REQUIREMENT:
Starting with the line that contains "or degenerate input)." and stopping after the line that contains "filename crates/spriteforge-engine/src/classify.rs", return each line below exactly as written, with no others.

RECORDS SUPPLIED:
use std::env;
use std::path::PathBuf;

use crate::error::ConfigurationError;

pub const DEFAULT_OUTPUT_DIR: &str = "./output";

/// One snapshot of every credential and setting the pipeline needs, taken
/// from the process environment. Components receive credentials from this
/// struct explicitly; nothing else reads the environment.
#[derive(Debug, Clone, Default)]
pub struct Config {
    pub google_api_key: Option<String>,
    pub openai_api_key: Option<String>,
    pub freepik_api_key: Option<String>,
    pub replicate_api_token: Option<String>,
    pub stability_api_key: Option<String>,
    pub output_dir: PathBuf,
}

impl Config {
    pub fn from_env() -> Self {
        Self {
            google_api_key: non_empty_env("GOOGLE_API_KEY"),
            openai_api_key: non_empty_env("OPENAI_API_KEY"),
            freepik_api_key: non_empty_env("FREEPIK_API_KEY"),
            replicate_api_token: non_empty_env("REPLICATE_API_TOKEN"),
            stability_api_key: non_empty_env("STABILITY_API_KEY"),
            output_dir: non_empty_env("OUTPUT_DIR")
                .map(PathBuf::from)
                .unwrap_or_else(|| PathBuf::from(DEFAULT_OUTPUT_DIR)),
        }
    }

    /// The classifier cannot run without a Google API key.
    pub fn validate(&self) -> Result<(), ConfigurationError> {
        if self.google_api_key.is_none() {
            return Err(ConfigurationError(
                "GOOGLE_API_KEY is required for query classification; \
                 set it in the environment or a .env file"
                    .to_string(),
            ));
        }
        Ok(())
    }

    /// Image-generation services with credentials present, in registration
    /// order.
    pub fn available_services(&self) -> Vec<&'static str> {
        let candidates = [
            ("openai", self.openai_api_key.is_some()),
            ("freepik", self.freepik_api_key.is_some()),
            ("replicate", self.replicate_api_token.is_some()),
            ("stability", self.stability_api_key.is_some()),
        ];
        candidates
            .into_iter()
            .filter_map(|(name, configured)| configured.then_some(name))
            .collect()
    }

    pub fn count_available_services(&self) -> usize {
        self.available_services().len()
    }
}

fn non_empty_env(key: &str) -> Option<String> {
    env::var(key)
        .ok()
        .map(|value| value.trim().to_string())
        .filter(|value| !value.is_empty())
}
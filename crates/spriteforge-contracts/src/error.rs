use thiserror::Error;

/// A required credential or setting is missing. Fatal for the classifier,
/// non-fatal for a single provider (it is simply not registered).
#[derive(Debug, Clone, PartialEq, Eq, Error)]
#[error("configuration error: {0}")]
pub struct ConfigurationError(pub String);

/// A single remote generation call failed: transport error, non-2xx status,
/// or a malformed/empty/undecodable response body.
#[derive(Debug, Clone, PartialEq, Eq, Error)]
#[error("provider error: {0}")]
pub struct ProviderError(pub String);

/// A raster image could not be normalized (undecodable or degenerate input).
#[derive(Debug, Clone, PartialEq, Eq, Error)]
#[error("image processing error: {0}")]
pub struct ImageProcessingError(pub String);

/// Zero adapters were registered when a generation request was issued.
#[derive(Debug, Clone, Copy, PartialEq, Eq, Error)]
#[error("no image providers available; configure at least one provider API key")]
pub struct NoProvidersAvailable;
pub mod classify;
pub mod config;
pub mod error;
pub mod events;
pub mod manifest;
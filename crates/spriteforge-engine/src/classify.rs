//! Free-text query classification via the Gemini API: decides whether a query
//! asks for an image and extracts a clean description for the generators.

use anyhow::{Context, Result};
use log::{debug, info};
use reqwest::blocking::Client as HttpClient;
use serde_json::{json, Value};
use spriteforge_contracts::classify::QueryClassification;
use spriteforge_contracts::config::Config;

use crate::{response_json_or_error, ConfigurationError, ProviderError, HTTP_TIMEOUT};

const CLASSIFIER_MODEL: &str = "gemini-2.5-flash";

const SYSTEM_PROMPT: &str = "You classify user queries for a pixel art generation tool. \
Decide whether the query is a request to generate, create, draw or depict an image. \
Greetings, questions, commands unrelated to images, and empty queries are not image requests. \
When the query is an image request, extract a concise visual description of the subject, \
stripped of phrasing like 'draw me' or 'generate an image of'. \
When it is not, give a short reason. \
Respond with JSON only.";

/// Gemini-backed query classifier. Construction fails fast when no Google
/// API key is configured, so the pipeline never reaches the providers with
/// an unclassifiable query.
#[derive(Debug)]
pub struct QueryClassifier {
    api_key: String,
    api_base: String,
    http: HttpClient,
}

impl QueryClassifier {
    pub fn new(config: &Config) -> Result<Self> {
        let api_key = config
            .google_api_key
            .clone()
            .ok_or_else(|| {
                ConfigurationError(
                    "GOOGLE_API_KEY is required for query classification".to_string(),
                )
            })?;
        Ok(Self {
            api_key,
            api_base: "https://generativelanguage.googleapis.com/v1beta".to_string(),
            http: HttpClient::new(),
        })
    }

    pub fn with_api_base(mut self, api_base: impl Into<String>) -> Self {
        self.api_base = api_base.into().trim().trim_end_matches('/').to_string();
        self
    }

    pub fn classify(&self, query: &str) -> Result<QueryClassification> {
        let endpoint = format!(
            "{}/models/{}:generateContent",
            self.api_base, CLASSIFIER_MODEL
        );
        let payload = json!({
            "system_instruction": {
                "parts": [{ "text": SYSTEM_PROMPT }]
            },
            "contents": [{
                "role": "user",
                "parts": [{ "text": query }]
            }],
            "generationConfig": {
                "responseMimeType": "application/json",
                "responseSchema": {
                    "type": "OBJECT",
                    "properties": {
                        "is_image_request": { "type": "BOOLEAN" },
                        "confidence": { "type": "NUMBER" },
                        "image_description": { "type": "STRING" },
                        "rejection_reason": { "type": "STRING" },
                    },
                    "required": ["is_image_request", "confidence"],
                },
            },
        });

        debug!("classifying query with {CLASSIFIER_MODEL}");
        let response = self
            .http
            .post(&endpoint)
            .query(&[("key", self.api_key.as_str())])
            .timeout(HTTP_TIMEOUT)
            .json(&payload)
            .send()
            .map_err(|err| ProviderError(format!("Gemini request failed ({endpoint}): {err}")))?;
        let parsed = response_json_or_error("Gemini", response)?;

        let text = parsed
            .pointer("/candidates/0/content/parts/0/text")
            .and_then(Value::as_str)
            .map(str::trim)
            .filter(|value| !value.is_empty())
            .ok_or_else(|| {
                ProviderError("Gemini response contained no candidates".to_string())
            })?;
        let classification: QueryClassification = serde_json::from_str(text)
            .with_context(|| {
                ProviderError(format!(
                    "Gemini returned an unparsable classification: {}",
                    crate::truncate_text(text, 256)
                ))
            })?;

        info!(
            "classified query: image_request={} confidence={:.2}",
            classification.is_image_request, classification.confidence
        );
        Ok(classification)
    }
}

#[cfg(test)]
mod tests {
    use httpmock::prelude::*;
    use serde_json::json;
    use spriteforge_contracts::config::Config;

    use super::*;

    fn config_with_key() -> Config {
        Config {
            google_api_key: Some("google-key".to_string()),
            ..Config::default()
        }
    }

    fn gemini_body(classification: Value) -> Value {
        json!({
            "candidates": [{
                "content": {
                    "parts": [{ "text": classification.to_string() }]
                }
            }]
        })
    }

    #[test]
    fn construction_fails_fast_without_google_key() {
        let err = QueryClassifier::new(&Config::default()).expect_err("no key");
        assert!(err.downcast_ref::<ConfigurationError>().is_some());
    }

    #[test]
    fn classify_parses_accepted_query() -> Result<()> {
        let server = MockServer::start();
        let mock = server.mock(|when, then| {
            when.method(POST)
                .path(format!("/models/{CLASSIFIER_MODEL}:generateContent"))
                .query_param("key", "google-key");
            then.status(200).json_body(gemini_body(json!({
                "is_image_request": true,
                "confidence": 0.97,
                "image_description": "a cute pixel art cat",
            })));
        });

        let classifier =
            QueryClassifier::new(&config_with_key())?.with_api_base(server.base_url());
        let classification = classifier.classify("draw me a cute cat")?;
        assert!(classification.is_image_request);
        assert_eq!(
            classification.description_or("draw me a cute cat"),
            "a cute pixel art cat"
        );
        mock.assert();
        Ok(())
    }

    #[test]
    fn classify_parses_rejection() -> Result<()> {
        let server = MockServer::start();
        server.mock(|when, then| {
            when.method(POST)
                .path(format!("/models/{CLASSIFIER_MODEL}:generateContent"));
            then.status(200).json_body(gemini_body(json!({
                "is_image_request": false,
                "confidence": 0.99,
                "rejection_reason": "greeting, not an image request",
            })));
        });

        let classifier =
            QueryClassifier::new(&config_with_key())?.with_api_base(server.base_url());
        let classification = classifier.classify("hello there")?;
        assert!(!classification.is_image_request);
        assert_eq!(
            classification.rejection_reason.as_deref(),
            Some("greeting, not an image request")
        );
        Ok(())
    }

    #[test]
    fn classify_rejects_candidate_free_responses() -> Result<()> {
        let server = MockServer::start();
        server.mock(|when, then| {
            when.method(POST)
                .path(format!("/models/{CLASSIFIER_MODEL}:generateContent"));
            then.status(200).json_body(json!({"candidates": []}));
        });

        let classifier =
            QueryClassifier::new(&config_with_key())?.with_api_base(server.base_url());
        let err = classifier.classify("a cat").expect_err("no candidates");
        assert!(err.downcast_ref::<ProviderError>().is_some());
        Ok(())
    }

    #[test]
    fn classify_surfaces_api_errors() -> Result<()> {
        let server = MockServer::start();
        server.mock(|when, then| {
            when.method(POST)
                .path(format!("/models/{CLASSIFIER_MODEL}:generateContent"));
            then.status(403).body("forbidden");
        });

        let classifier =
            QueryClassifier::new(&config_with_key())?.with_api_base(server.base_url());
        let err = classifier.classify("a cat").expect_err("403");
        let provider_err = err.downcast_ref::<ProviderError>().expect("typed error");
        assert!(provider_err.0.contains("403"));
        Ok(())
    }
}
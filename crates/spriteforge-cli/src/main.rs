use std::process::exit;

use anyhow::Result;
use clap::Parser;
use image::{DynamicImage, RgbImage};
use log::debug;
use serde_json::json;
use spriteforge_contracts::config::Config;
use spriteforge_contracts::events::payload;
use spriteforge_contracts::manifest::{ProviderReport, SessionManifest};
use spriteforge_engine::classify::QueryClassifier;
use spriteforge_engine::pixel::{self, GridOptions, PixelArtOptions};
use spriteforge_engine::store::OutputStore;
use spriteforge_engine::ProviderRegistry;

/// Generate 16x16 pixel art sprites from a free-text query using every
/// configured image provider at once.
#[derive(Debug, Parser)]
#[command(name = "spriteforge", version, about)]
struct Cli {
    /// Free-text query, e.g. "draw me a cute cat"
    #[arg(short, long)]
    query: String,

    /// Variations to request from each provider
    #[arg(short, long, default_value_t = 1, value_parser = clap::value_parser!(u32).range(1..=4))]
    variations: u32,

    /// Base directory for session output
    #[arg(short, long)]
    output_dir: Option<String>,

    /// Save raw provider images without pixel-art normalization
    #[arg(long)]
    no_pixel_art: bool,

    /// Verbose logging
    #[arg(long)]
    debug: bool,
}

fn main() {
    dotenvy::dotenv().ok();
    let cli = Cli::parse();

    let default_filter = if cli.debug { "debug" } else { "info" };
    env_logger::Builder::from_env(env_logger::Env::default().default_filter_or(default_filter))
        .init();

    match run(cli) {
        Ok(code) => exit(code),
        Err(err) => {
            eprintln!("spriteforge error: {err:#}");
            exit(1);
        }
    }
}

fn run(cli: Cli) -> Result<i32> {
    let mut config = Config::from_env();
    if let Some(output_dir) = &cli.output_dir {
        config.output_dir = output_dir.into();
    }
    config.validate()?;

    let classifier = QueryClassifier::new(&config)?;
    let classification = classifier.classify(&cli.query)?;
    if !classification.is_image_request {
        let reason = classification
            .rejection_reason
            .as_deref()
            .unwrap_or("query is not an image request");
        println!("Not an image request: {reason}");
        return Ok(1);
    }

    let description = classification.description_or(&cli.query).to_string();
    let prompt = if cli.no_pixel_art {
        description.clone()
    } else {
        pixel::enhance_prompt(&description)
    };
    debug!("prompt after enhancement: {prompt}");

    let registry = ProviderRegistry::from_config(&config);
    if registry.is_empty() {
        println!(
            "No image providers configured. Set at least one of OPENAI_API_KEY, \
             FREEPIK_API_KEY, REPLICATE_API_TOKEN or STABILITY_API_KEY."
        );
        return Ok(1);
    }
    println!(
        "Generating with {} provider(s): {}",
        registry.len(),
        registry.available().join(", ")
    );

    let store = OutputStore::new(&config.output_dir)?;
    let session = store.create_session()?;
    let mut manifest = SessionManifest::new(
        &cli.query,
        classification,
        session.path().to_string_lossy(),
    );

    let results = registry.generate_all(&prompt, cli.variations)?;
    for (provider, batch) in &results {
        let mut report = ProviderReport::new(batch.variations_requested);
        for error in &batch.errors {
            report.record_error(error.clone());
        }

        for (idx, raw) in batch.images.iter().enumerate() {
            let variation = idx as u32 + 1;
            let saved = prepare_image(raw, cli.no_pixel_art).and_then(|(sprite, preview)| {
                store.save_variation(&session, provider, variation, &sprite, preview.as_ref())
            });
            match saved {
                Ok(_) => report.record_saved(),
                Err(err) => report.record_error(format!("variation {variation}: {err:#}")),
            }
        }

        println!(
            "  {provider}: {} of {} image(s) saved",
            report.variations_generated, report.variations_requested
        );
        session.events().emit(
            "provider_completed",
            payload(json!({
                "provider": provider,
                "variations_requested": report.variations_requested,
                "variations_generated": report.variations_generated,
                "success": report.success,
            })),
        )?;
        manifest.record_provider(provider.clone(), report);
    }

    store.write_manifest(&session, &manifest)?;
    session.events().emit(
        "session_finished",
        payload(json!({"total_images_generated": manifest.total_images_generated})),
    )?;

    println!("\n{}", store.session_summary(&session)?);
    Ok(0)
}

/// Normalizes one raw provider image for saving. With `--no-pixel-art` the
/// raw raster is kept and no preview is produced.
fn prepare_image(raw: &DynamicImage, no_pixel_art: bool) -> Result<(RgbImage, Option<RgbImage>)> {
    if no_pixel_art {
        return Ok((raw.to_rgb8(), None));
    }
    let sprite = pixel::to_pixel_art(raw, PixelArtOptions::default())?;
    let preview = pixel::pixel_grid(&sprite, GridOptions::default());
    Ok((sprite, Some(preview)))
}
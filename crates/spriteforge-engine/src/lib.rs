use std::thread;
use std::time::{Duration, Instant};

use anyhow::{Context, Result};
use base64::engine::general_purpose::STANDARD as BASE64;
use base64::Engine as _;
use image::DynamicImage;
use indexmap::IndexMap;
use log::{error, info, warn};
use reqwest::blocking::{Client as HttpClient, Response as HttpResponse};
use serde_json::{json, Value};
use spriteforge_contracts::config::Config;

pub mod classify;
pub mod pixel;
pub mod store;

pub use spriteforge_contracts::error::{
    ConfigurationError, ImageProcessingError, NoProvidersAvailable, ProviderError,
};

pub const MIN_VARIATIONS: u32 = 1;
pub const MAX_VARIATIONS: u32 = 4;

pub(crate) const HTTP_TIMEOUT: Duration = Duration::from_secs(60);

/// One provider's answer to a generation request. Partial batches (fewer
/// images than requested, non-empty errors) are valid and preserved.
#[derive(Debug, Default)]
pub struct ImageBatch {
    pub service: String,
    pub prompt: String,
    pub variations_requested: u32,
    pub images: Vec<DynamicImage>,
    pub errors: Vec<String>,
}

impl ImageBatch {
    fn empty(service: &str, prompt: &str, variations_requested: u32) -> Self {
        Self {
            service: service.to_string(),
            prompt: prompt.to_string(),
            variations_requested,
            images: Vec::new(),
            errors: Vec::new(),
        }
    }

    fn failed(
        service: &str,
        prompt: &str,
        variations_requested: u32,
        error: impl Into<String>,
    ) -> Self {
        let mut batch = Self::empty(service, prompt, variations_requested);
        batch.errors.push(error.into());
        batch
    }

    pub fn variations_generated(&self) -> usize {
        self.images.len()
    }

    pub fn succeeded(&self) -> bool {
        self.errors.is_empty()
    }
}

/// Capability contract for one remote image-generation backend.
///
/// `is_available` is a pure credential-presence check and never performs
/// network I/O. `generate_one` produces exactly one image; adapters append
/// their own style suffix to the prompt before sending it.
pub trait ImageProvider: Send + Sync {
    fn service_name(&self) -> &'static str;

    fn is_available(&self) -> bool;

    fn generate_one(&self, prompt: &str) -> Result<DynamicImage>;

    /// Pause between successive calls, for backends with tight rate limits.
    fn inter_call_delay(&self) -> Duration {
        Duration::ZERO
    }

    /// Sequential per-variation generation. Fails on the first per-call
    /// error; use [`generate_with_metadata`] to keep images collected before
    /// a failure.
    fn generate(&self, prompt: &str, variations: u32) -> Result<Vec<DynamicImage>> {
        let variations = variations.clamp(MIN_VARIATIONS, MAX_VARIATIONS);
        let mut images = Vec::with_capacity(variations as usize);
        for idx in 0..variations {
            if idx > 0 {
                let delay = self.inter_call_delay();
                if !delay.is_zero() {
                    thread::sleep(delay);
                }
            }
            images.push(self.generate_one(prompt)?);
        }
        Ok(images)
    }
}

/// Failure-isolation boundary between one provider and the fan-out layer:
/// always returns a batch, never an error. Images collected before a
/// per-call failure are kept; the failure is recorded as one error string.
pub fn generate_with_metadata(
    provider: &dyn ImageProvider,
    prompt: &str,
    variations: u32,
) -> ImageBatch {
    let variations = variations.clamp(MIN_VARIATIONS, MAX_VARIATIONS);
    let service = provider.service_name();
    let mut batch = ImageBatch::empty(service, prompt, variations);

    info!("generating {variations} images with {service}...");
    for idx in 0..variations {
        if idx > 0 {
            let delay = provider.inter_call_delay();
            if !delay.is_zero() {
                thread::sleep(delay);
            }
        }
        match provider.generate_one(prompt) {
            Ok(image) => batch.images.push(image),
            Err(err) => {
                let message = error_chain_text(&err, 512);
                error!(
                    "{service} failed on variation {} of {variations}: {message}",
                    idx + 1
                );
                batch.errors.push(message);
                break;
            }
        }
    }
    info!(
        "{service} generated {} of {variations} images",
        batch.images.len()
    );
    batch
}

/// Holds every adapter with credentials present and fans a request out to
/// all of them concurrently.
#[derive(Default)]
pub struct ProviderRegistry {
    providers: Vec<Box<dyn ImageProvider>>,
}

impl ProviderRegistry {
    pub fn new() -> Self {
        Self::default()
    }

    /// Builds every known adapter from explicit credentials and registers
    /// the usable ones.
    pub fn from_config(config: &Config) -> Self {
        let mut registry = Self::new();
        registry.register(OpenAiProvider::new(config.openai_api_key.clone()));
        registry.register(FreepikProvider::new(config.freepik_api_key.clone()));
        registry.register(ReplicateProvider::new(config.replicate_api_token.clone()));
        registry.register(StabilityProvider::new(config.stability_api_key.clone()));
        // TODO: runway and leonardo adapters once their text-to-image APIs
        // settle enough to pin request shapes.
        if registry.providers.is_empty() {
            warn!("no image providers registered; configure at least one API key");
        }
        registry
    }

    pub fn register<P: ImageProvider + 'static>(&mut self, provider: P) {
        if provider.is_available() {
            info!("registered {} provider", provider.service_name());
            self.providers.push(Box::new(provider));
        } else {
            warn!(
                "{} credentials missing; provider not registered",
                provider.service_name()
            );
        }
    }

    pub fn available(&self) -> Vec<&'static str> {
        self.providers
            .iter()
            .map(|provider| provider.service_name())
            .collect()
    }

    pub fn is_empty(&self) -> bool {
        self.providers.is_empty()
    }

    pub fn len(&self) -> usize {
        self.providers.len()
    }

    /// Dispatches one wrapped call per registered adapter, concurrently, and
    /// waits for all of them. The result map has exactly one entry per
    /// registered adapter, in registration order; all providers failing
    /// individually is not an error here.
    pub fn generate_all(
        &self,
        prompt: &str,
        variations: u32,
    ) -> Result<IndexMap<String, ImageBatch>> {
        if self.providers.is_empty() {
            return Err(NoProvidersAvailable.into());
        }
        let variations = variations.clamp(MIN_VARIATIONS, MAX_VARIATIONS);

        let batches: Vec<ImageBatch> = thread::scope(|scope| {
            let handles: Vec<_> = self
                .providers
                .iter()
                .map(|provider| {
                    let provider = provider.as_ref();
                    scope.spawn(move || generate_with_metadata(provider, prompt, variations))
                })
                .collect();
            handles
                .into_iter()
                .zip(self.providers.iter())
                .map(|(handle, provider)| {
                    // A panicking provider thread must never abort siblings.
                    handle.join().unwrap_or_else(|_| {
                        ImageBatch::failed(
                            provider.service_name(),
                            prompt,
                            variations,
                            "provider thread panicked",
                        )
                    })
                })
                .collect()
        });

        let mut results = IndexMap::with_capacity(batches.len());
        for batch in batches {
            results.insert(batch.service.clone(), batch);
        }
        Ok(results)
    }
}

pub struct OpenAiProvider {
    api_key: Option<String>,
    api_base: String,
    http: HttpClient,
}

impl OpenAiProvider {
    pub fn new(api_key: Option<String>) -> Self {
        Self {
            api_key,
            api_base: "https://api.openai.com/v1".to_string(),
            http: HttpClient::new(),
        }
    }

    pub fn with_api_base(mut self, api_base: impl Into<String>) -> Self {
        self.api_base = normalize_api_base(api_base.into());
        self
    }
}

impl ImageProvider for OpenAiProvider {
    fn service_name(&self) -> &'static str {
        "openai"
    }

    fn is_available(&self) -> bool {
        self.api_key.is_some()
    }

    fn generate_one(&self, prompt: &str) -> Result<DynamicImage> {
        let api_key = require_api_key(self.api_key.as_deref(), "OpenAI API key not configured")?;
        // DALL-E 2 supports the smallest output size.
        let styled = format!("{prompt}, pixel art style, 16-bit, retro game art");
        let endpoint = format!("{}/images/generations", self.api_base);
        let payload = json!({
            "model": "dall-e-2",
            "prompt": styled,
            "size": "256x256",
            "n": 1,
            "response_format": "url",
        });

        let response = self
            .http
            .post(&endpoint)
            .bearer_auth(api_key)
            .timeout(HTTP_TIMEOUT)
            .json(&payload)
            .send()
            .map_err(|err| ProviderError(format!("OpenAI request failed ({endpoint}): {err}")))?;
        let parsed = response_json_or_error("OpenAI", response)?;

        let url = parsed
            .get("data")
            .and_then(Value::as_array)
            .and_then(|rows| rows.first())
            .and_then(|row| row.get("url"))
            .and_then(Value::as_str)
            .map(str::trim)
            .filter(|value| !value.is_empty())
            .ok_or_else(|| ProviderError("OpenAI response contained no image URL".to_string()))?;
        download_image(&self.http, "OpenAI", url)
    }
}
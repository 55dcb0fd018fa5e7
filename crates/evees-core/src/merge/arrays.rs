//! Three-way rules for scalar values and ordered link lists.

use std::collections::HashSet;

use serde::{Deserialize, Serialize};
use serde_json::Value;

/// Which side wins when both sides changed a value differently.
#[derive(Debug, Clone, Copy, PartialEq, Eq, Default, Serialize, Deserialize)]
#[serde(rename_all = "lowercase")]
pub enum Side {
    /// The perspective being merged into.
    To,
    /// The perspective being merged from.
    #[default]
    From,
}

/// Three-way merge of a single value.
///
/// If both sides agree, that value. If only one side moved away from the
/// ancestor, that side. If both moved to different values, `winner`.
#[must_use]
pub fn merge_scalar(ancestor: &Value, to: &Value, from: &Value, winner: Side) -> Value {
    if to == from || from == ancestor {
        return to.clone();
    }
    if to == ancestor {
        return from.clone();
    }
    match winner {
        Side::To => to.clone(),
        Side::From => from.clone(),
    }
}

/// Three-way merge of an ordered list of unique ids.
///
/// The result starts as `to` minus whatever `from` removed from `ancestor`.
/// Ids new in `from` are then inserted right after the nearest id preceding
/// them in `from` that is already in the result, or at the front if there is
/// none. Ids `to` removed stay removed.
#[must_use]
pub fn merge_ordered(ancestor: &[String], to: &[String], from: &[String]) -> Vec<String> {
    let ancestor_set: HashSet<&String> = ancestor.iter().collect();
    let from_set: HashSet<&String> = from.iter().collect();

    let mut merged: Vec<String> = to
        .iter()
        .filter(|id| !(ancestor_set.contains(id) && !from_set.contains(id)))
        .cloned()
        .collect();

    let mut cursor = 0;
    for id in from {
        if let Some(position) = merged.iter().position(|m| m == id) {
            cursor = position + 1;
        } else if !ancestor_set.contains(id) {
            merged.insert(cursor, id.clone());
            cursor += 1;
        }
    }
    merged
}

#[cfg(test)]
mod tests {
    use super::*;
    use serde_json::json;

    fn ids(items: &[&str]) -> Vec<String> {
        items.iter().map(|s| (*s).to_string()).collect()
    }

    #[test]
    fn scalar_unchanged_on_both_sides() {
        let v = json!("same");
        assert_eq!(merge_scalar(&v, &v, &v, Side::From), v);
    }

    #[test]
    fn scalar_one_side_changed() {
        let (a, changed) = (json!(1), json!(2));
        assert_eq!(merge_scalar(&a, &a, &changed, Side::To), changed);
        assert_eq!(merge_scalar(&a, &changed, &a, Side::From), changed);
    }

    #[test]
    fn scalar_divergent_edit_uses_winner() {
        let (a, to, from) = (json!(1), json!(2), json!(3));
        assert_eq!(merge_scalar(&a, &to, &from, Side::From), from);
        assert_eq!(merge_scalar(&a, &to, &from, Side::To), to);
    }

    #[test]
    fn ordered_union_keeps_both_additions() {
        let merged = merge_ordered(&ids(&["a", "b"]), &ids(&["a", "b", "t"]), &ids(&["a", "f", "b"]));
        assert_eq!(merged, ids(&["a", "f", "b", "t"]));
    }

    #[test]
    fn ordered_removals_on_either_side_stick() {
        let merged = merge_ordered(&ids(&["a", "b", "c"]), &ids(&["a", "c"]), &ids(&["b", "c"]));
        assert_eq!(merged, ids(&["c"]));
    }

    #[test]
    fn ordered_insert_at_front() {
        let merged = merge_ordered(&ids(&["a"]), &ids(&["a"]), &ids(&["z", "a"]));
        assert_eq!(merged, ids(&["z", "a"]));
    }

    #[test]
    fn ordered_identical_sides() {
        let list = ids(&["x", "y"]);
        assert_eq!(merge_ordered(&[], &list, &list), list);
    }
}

OUTPUT FOR THIS TASK:
/// A raster image could not be normalized (undecodable or degenerate input).
#[derive(Debug, Clone, PartialEq, Eq, Error)]
#[error("image processing error: {0}")]
pub struct ImageProcessingError(pub String);

/// Zero adapters were registered when a generation request was issued.
#[derive(Debug, Clone, Copy, PartialEq, Eq, Error)]
#[error("no image providers available; configure at least one provider API key")]
pub struct NoProvidersAvailable;
pub mod classify;
pub mod config;
pub mod error;
pub mod events;
pub mod manifest;
filename crates/spriteforge-engine/src/classify.rs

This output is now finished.